▶ Required work
In the records below, find the line holding "guardrail; it is an" and the line holding "plus its filename).". Set down both, with every line between them, exactly.

==== Information

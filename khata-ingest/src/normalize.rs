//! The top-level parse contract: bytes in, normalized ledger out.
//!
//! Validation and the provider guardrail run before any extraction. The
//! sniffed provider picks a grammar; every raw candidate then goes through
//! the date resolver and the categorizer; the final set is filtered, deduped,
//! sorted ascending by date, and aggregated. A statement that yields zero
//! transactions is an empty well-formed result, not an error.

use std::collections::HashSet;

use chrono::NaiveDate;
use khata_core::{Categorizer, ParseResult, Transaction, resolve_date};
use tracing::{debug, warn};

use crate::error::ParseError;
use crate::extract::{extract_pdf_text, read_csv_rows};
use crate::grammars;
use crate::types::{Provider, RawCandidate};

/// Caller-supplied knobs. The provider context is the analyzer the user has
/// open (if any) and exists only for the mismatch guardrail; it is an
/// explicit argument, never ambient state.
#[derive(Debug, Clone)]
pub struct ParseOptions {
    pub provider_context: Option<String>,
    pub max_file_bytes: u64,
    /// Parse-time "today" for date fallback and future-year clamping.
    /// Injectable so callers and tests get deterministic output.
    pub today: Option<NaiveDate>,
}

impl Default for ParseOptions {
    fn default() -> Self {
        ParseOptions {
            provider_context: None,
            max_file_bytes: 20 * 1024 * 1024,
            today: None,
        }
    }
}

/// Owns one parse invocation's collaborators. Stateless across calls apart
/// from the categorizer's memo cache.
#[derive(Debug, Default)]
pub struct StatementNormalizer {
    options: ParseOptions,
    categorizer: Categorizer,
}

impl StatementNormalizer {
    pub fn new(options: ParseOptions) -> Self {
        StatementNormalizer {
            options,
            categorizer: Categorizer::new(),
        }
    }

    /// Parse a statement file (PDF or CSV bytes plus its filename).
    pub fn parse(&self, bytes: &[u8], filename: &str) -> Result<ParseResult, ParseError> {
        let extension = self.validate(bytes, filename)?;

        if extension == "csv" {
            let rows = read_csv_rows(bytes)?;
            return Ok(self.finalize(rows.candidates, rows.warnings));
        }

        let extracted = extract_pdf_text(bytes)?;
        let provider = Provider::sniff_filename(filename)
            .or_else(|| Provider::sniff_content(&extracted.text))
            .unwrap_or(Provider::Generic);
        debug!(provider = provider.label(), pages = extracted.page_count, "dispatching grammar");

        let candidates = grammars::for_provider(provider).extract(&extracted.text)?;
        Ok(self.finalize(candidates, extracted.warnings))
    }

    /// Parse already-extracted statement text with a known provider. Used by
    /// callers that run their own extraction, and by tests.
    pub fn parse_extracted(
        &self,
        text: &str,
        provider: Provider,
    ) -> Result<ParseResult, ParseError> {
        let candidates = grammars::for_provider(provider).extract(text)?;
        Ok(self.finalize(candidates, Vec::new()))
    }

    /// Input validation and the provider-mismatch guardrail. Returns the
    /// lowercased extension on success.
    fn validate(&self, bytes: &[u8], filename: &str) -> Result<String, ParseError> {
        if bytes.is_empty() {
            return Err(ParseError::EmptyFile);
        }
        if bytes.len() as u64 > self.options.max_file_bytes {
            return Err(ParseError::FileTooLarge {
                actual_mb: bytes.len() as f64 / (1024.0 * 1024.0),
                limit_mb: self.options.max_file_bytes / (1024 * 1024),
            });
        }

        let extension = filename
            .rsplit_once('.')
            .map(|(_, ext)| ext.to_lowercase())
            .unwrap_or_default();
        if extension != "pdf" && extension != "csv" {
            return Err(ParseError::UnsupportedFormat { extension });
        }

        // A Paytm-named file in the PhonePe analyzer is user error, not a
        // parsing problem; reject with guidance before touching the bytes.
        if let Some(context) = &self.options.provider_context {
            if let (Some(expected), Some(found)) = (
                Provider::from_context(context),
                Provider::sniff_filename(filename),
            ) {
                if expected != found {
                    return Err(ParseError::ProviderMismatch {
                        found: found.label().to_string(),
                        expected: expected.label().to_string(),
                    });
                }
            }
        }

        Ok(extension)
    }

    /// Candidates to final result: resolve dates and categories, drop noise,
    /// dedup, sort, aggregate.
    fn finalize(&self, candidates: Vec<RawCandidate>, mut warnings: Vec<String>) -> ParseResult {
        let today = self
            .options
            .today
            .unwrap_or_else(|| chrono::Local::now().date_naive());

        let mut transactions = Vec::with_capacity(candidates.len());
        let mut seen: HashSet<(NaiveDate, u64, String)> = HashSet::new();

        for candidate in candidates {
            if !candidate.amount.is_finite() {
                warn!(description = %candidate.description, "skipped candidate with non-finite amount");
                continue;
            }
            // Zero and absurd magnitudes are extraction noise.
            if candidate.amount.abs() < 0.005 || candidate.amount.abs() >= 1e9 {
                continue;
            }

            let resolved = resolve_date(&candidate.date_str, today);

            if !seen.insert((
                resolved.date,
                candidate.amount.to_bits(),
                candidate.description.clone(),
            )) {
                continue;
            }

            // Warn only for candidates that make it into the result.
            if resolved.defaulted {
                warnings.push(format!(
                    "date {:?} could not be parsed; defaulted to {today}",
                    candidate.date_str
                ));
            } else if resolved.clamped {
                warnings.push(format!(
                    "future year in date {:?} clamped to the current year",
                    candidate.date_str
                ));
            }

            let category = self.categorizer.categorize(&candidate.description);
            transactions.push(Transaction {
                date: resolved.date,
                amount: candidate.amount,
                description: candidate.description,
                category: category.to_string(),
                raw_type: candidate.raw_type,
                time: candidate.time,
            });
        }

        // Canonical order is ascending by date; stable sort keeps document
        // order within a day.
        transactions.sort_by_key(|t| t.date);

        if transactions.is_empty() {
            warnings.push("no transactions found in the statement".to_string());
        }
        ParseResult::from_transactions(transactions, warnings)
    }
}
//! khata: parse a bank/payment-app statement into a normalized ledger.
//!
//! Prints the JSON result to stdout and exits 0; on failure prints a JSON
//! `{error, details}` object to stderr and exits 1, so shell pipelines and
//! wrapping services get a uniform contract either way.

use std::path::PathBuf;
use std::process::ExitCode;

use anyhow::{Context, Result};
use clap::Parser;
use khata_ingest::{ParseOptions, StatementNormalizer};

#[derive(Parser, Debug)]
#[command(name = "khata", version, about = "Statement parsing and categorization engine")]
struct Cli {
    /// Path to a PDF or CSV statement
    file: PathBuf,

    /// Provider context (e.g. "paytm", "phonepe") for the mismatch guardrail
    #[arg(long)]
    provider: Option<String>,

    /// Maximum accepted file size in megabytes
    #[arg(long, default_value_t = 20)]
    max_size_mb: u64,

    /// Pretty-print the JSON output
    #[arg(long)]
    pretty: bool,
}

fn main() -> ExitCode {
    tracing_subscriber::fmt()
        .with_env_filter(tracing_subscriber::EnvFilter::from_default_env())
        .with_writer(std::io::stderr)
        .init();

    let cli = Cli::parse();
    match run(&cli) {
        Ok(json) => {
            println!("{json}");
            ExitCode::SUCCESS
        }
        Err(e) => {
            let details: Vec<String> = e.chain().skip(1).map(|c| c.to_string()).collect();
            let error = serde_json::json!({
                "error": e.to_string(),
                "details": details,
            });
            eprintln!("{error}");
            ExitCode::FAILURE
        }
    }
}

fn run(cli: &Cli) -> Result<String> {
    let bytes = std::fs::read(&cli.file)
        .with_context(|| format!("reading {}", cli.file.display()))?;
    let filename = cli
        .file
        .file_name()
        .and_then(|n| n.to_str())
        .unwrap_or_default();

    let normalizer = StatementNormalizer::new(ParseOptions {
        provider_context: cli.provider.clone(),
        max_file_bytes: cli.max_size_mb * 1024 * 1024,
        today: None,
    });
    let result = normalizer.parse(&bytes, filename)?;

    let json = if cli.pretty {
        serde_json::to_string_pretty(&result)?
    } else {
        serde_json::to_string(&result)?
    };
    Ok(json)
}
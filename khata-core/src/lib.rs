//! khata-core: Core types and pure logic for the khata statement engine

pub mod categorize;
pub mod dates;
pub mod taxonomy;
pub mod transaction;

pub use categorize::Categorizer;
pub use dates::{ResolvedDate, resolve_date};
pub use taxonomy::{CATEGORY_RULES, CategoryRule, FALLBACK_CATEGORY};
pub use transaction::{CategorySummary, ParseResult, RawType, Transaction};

========

▶ Problem solution
/// open (if any) and exists only for the mismatch guardrail; it is an
/// explicit argument, never ambient state.
#[derive(Debug, Clone)]
pub struct ParseOptions {
    pub provider_context: Option<String>,
    pub max_file_bytes: u64,
    /// Parse-time "today" for date fallback and future-year clamping.
    /// Injectable so callers and tests get deterministic output.
    pub today: Option<NaiveDate>,
}

impl Default for ParseOptions {
    fn default() -> Self {
        ParseOptions {
            provider_context: None,
            max_file_bytes: 20 * 1024 * 1024,
            today: None,
        }
    }
}

/// Owns one parse invocation's collaborators. Stateless across calls apart
/// from the categorizer's memo cache.
#[derive(Debug, Default)]
pub struct StatementNormalizer {
    options: ParseOptions,
    categorizer: Categorizer,
}

impl StatementNormalizer {
    pub fn new(options: ParseOptions) -> Self {
        StatementNormalizer {
            options,
            categorizer: Categorizer::new(),
        }
    }

    /// Parse a statement file (PDF or CSV bytes plus its filename).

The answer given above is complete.